Work instructions
Please give the number of lines in the material below that contain "SignalKind", and provide nothing besides that number.

Data for analysis
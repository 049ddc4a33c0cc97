//! Event source contract consumed by the scheduler.

use async_trait::async_trait;
use chrono::{DateTime, Utc};

use crate::error::SourceError;
use crate::event::{Event, ReminderMode};

/// Anything that can answer "what is the next relevant event?".
///
/// Implementations filter to a bounded horizon, drop cancelled entries,
/// expand recurring entries into single occurrences and return the event
/// whose anchor (per `mode`) is soonest and not yet past.
#[async_trait]
pub trait EventSource: Send + Sync {
    async fn next_event(
        &self,
        now: DateTime<Utc>,
        mode: ReminderMode,
    ) -> Result<Option<Event>, SourceError>;
}

/// Pick the soonest-anchored pending event, keeping input order on ties.
pub fn select_next(
    events: impl IntoIterator<Item = Event>,
    now: DateTime<Utc>,
    mode: ReminderMode,
) -> Option<Event> {
    let mut best: Option<Event> = None;
    for event in events {
        if !event.is_pending(now, mode) {
            tracing::debug!(
                event_id = %event.id,
                title = %event.title,
                anchor = %event.anchor(mode),
                "skipping, anchor before now"
            );
            continue;
        }
        let better = match &best {
            Some(current) => event.anchor(mode) < current.anchor(mode),
            None => true,
        };
        if better {
            best = Some(event);
        }
    }
    best
}
use clap::Args;
use meeting_reminder_core::{Config, ReminderScheduler};
use tokio_util::sync::CancellationToken;

use super::{alert_device, calendar_source, parse_duration, CalendarArgs, CliResult};

#[derive(Args, Debug, Default)]
pub struct RunArgs {
    #[command(flatten)]
    pub calendar: CalendarArgs,
    /// How long before the event to remind (e.g. 2m, 90s)
    #[arg(long, value_parser = parse_duration, allow_hyphen_values = true)]
    pub reminder_time: Option<i64>,
    /// How often to poll the calendar (e.g. 5s)
    #[arg(long, value_parser = parse_duration, allow_hyphen_values = true)]
    pub poll_interval: Option<i64>,
    /// How long the alert runs without an acknowledge (e.g. 30s)
    #[arg(long, value_parser = parse_duration, allow_hyphen_values = true)]
    pub notification_duration: Option<i64>,
    /// Run without the alert hardware
    #[arg(long)]
    pub no_robot: bool,
}

impl RunArgs {
    pub fn apply(&self, config: &mut Config) {
        self.calendar.apply(config);
        if let Some(secs) = self.reminder_time {
            config.scheduler.lead_time_secs = secs;
        }
        if let Some(secs) = self.poll_interval {
            config.scheduler.poll_interval_secs = secs;
        }
        if let Some(secs) = self.notification_duration {
            config.scheduler.notification_duration_secs = secs;
        }
    }
}

pub async fn run(args: RunArgs) -> CliResult {
    let mut config = Config::load()?;
    args.apply(&mut config);

    // invalid timing is fatal before any network or hardware access
    let scheduler_config = config.scheduler.to_scheduler_config()?;

    let source = calendar_source(&config).await?;
    let device = alert_device(&config, args.no_robot)?;
    let mut scheduler = ReminderScheduler::new(scheduler_config, source, device)?;

    let shutdown = CancellationToken::new();
    tokio::spawn(shutdown_signal(shutdown.clone()));

    tracing::info!(
        calendar = %config.calendar.calendar_id,
        query = config.calendar.query.as_deref().unwrap_or(""),
        "watching calendar"
    );
    scheduler.run(shutdown).await;
    Ok(())
}

/// Cancel `token` on SIGINT or SIGTERM.
async fn shutdown_signal(token: CancellationToken) {
    let ctrl_c = tokio::signal::ctrl_c();

    #[cfg(unix)]
    {
        use tokio::signal::unix::{signal, SignalKind};

        match signal(SignalKind::terminate()) {
            Ok(mut sigterm) => {
                tokio::select! {
                    _ = ctrl_c => tracing::info!("received SIGINT, shutting down"),
                    _ = sigterm.recv() => tracing::info!("received SIGTERM, shutting down"),
                }
            }
            Err(err) => {
                tracing::warn!(error = %err, "cannot listen for SIGTERM");
                let _ = ctrl_c.await;
                tracing::info!("received SIGINT, shutting down");
            }
        }
    }

    #[cfg(not(unix))]
    {
        let _ = ctrl_c.await;
        tracing::info!("received SIGINT, shutting down");
    }

    token.cancel();
}

#[cfg(test)]
mod tests {
    use super::*;
    use meeting_reminder_core::ReminderMode;

    #[test]
    fn flags_override_file_values() {
        let mut config = Config::default();
        let args = RunArgs {
            calendar: CalendarArgs {
                remind_end: true,
                ..Default::default()
            },
            reminder_time: Some(300),
            poll_interval: Some(10),
            notification_duration: None,
            no_robot: true,
        };
        args.apply(&mut config);

        assert_eq!(config.scheduler.lead_time_secs, 300);
        assert_eq!(config.scheduler.poll_interval_secs, 10);
        assert_eq!(config.scheduler.notification_duration_secs, 30);
        assert_eq!(config.scheduler.mode, ReminderMode::BeforeEnd);
    }
}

Output for this task
2